FIG. 6 illustrates an alternate tunnel 26 for placement in the kiln 10 of FIG. 1. The tunnel 26 illustrated in FIG. 6 is similar to the tunnel 26 illustrated in FIGS. 2, 3, 4 and 5 except that the end 36 is also provided with adjustable and removable louvers (baffles) 42. The baffles 42 are removable to provide access to the interior of the tunnel 26 for ready placement and removal of board samples 52. The tunnel 26 of FIG. 6 is also arranged with a load cell 44 and adjustable stabilizers 48 (50).
The provision of adjustable and removable baffles 42 on each of the ends 34, 36 provides for added control in simulating the same air flow (and thus the same drying conditions) around the board sample 52 placed in the tunnel 26.
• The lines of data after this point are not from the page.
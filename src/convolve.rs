//! Parallel Laplacian pass over a partitioned image.
//!
//! The source buffer is shared read-only. The result buffer is carved into
//! one `&mut [Pixel]` band per partition before any worker starts, so each
//! worker can only ever touch its own rows and the borrow checker enforces
//! it. The only synchronisation is the final join.

use std::mem;
use std::panic;
use std::thread;

use log::debug;

use crate::config::Config;
use crate::error::{FilterError, Result};
use crate::kernel;
use crate::partition::{self, Partition};
use crate::pixel::{Pixel, PixelBuffer};

/// Partition `source` per `config` and run the filter.
pub fn filter(source: &PixelBuffer, config: &Config) -> Result<PixelBuffer> {
    let partitions = partition::partition(source.height(), config.workers.get())?;
    convolve(source, &partitions)
}

/// Run the Laplacian over `source`, one scoped thread per partition.
pub fn convolve(source: &PixelBuffer, partitions: &[Partition]) -> Result<PixelBuffer> {
    check_tiling(partitions, source.height())?;

    let (width, height) = source.dimensions();
    let mut result = PixelBuffer::filled(width, height, Pixel::BLACK)?;
    let bands = split_bands(result.pixels_mut(), partitions, width);

    debug!(
        "convolving {}x{} across {} partitions",
        width,
        height,
        bands.len()
    );

    run_threads(source, bands)?;
    Ok(result)
}

fn run_threads(source: &PixelBuffer, bands: Vec<(Partition, &mut [Pixel])>) -> Result<()> {
    thread::scope(|scope| -> Result<()> {
        let mut handles = Vec::with_capacity(bands.len());

        for (worker, (part, band)) in bands.into_iter().enumerate() {
            // Already-spawned workers are still joined by the scope on error.
            let handle = thread::Builder::new()
                .name(format!("laplacian-{}", worker))
                .spawn_scoped(scope, move || run_band(source, worker, part, band))
                .map_err(|source| FilterError::Spawn { worker, source })?;
            handles.push(handle);
        }

        for handle in handles {
            if let Err(payload) = handle.join() {
                panic::resume_unwind(payload);
            }
        }

        Ok(())
    })
}

fn run_band(source: &PixelBuffer, worker: usize, part: Partition, band: &mut [Pixel]) {
    debug!("worker {} filtering rows {:?}", worker, part.rows());

    let width = source.width();
    for (offset, row) in band.chunks_exact_mut(width).enumerate() {
        kernel::convolve_row(source, part.start + offset, row);
    }
}

/// Hand out one disjoint mutable band per partition.
fn split_bands<'a>(
    mut rest: &'a mut [Pixel],
    partitions: &[Partition],
    width: usize,
) -> Vec<(Partition, &'a mut [Pixel])> {
    let mut bands = Vec::with_capacity(partitions.len());
    let mut consumed_rows = 0;

    for part in partitions {
        if part.is_empty() {
            bands.push((*part, Default::default()));
            continue;
        }
        debug_assert_eq!(part.start, consumed_rows);
        let (band, tail) = mem::take(&mut rest).split_at_mut(part.size * width);
        bands.push((*part, band));
        rest = tail;
        consumed_rows += part.size;
    }

    bands
}

/// Non-empty partitions must cover `[0, height)` in order, without gaps.
fn check_tiling(partitions: &[Partition], height: usize) -> Result<()> {
    if partitions.is_empty() {
        return Err(FilterError::config("at least one partition is required"));
    }

    let mut next = 0;
    for part in partitions.iter().filter(|p| !p.is_empty()) {
        if part.start != next {
            return Err(FilterError::config(format!(
                "partition starting at row {} should start at row {}",
                part.start, next
            )));
        }
        next = part.start.checked_add(part.size).ok_or_else(|| {
            FilterError::config(format!(
                "partition of {} rows at row {} overflows",
                part.size, part.start
            ))
        })?;
    }

    if next != height {
        return Err(FilterError::config(format!(
            "partitions cover {} rows, image has {}",
            next, height
        )));
    }

    Ok(())
}
//! Runtime configuration.
//!
//! Layered lowest to highest: built-in defaults, a TOML file named by
//! `LAPLACIAN_CONFIG`, then the `LAPLACIAN_WORKERS` environment variable.

use std::env::{self, VarError};
use std::fs;
use std::num::NonZeroUsize;
use std::path::Path;

use log::debug;
use serde::Deserialize;

use crate::error::{FilterError, Result};

pub const CONFIG_ENV: &str = "LAPLACIAN_CONFIG";
pub const WORKERS_ENV: &str = "LAPLACIAN_WORKERS";

pub const DEFAULT_SUFFIX: &str = "_laplacian";

#[derive(Debug, Clone, PartialEq, Eq)]
pub struct Config {
    /// Number of partitions, and therefore workers, per filter pass.
    pub workers: NonZeroUsize,
    /// Appended to the input file stem to name the output.
    pub suffix: String,
}

/// Shape of the TOML file; every key is optional.
#[derive(Debug, Default, Deserialize)]
#[serde(deny_unknown_fields)]
struct FileConfig {
    workers: Option<NonZeroUsize>,
    suffix: Option<String>,
}

impl Default for Config {
    fn default() -> Self {
        Config {
            workers: NonZeroUsize::new(num_cpus::get()).unwrap_or(NonZeroUsize::MIN),
            suffix: DEFAULT_SUFFIX.to_string(),
        }
    }
}

impl Config {
    /// Defaults with an explicit worker count.
    pub fn with_workers(workers: usize) -> Result<Self> {
        Ok(Config {
            workers: parse_workers_count(workers)?,
            ..Config::default()
        })
    }

    /// Resolve the configuration from the process environment.
    pub fn from_env() -> Result<Self> {
        let file = env::var_os(CONFIG_ENV);
        let workers = read_env_var(WORKERS_ENV)?;

        Self::from_sources(file.as_deref().map(Path::new), workers.as_deref())
    }

    /// Layer an optional config file and optional overrides over the defaults.
    pub fn from_sources(file: Option<&Path>, workers: Option<&str>) -> Result<Self> {
        let mut config = Config::default();

        if let Some(path) = file {
            debug!("loading config from {}", path.display());
            let content = fs::read_to_string(path)?;
            config.merge(toml::from_str(&content)?);
        }

        if let Some(raw) = workers {
            let count = raw.trim().parse::<usize>().map_err(|_| {
                FilterError::config(format!("{} must be a positive integer, got '{}'", WORKERS_ENV, raw))
            })?;
            config.workers = parse_workers_count(count)?;
        }

        if config.suffix.is_empty() {
            return Err(FilterError::config("output suffix must not be empty"));
        }

        debug!("resolved config: {:?}", config);
        Ok(config)
    }

    fn merge(&mut self, file: FileConfig) {
        if let Some(workers) = file.workers {
            self.workers = workers;
        }
        if let Some(suffix) = file.suffix {
            self.suffix = suffix;
        }
    }
}

/// An unset variable is `None`; a set but non-UTF-8 one is an error.
fn read_env_var(name: &str) -> Result<Option<String>> {
    match env::var(name) {
        Ok(value) => Ok(Some(value)),
        Err(VarError::NotPresent) => Ok(None),
        Err(VarError::NotUnicode(_)) => Err(FilterError::config(format!(
            "{} is not valid UTF-8",
            name
        ))),
    }
}

fn parse_workers_count(workers: usize) -> Result<NonZeroUsize> {
    NonZeroUsize::new(workers).ok_or_else(|| FilterError::config("worker count must be at least 1"))
}
//! Row partitioning for the worker pool.

use std::ops::Range;

use log::{debug, warn};

use crate::error::{FilterError, Result};

/// A half-open band of rows `[start, start + size)` owned by one worker.
#[derive(Debug, Clone, Copy, PartialEq, Eq)]
pub struct Partition {
    pub start: usize,
    pub size: usize,
}

impl Partition {
    pub fn end(&self) -> usize {
        self.start + self.size
    }

    pub fn rows(&self) -> Range<usize> {
        self.start..self.end()
    }

    pub fn is_empty(&self) -> bool {
        self.size == 0
    }
}

/// Split `height` rows into `workers` contiguous bands.
///
/// Every band gets `height / workers` rows except the last, which also takes
/// the remainder. With more workers than rows the leading bands are empty.
pub fn partition(height: usize, workers: usize) -> Result<Vec<Partition>> {
    if workers == 0 {
        return Err(FilterError::config("worker count must be at least 1"));
    }
    if height == 0 {
        return Err(FilterError::config("cannot partition an image with no rows"));
    }
    if workers > height {
        warn!(
            "{} workers for {} rows; {} partitions will be empty",
            workers,
            height,
            workers - 1
        );
    }

    let base = height / workers;
    let partitions: Vec<Partition> = (0..workers)
        .map(|i| {
            let start = i * base;
            let size = if i == workers - 1 {
                height - base * (workers - 1)
            } else {
                base
            };
            Partition { start, size }
        })
        .collect();

    debug!(
        "partitioned {} rows into {} bands of {} (last {})",
        height,
        workers,
        base,
        partitions[workers - 1].size
    );

    Ok(partitions)
}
A typical array of tunnels 26 mounted to the charges 60 is illustrated in FIG. 1. It will be appreciated that the illustration is given by way of example and the tunnels 26 may be arranged on the charges 60 in a manner to best simulate the drying conditions that is experienced on the charges 60. Dry kilns are designed for an even and uniform air flow through the charges, however, even with the best design some charges may dry at a more rapid rate than other charges placed at different locations. The placement of a tunnel 26 or tunnels 26 strategic to each charge ensures that the moisture content of the boards of each charge will be readily ascertained and the drying schedule may be adjusted to suit the existing conditions. Whereas the slower drying temperature is never a problem, the determination of when to increase the drying temperature may be a compromise.
The continuous feedback of the weights of the board samples 52 in the tunnels 26 in conjunction with the dry and wet bulb temperatures enables a drying cycle to be established as a best overall drying cycle which is completed without interruption. The data input from each drying cycle will enable a user to refine the determined drying cycles as relating to the type wood to be dried, the dimensions of the wood to be dried and so forth. By utilizing and implementing the input data the drying cycles for all types of wood products may be enhanced.
Those skilled in the art will recognize that modifications and variations may be made without departing from the true spirit and scope of the invention. The invention is therefore not to be limited to the embodiments described and illustrated but is to be determined from the appended claims.